Book description
Born in 1934, Peter Gzowski covered most of the last half of the
century as a journalist and interviewer. This biography, the most
comprehensive and definitive yet published, is also a portrait of
Canada during those decades, beginning with Gzowski's days at the
University of Toronto's The Varsity in the mid 1950s, through
his years as the youngest-ever managing editor of Maclean's
in the 1960s and his tremendous success on CBC's Morningside
in the 1980s and 1990s, and ending with his stint as a Globe and
Mail columnist at the dawn of the 21st century and his death in
January 2002.
Gzowski saw eight Canadian Prime Ministers in office, most of whom
he interviewed, and witnessed everything from the Quiet Revolution in
Qubec to the growth of economic nationalism in Canada's West. From the
rise of state medicine to the decline of the patriarchy, Peter was
there to comment, to resist, and to participate.

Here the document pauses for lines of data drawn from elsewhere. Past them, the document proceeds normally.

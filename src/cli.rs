//! Command-line interface definition.

use std::path::PathBuf;

use clap::{ArgAction, Parser, Subcommand};
use tracing::Level;

/// Path algebra and tree operations of the pipeline step file manager.
///
/// Paths are combined paths such as `/project-dir:/notebooks/eda.ipynb`;
/// a trailing `/` marks a directory. Results are printed as JSON.
#[derive(Debug, Parser)]
#[command(name = "stepfs", version)]
pub struct Cli {
    /// Increase log verbosity (-v debug, -vv trace)
    #[arg(short, long, action = ArgAction::Count, global = true)]
    pub verbose: u8,

    #[command(subcommand)]
    pub command: Command,
}

impl Cli {
    pub fn log_level(&self) -> Level {
        match self.verbose {
            0 => Level::WARN,
            1 => Level::DEBUG,
            _ => Level::TRACE,
        }
    }
}

#[derive(Debug, Subcommand)]
pub enum Command {
    /// Entry name of a combined path
    Basename { path: String },

    /// Folder one level up
    Parent { path: String },

    /// Relative path from a folder to a file
    Relpath { file: String, folder: String },

    /// Destination of dropping SOURCE onto TARGET
    Move { source: String, target: String },

    /// Human-readable location of a combined path
    Describe { path: String },

    /// Drop selected paths already covered by a selected directory
    Filter {
        #[arg(required = true)]
        paths: Vec<String>,
    },

    /// Folder new entries go into for a selection
    TargetFolder { paths: Vec<String> },

    /// Find a node and its parent in a root tree (browse JSON)
    Search { tree: PathBuf, path: String },

    /// Check if a node exists with no children loaded
    Childless { tree: PathBuf, path: String },

    /// Merge a fetched subtree into a root tree and print the result
    Merge {
        tree: PathBuf,
        subtree: PathBuf,
        /// Root both trees belong to
        #[arg(long, default_value = "/project-dir")]
        root: String,
    },

    /// Partition selected files for assignment to a step
    Validate {
        /// Step the files are assigned to
        #[arg(long)]
        step: String,
        /// JSON object mapping step ids to steps
        #[arg(long)]
        steps: PathBuf,
        #[arg(required = true)]
        paths: Vec<String>,
    },

    /// Build an extension-search request path
    Query {
        #[arg(long)]
        project: String,
        #[arg(long, default_value = "/project-dir")]
        root: String,
        #[arg(long, default_value = "/")]
        path: String,
        /// Extensions to search for (comma-separated)
        #[arg(long = "ext", value_delimiter = ',', required = true)]
        extensions: Vec<String>,
    },
}

#[cfg(test)]
mod tests {
    use super::*;
    use clap::CommandFactory;

    #[test]
    fn test_cli_definition() {
        Cli::command().debug_assert();
    }

    #[test]
    fn test_verbosity() {
        let cli = Cli::parse_from(["stepfs", "-vv", "basename", "/data:/"]);
        assert_eq!(cli.log_level(), Level::TRACE);
        let cli = Cli::parse_from(["stepfs", "basename", "/data:/"]);
        assert_eq!(cli.log_level(), Level::WARN);
    }

    #[test]
    fn test_query_extensions_split() {
        let cli = Cli::parse_from(["stepfs", "query", "--project", "p", "--ext", "py,ipynb"]);
        match cli.command {
            Command::Query { extensions, .. } => assert_eq!(extensions, vec!["py", "ipynb"]),
            other => panic!("unexpected command: {other:?}"),
        }
    }
}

Here was a man who
was proud to call himself Canadian and who made millions of other
Canadians realize that Canada was, in what he claimed was a Canadian
expression, not a bad place to live.
Complicated is too anodyne a word to describe the Peter Gzowski who
emerges from Fleming's pages. But on radio he was magic. The medium
freed him from all the dark corners of his private self -- and made him
free as the birds he imagined the Galt skaters of his boyhood to have
been -- and through it he connected with the emotions and imaginations
of Canadians to an extend few others have.
Rae Fleming's previous
biographical investigations include a biography of Sir William
Mackenzie, an edited collection of essays on biography, and a recent
commissioned biography, not yet published. He has also written several
articles, most of them biographical in one way or another, for The
Beaver magazine. Rae lives in Argyle, Ontario.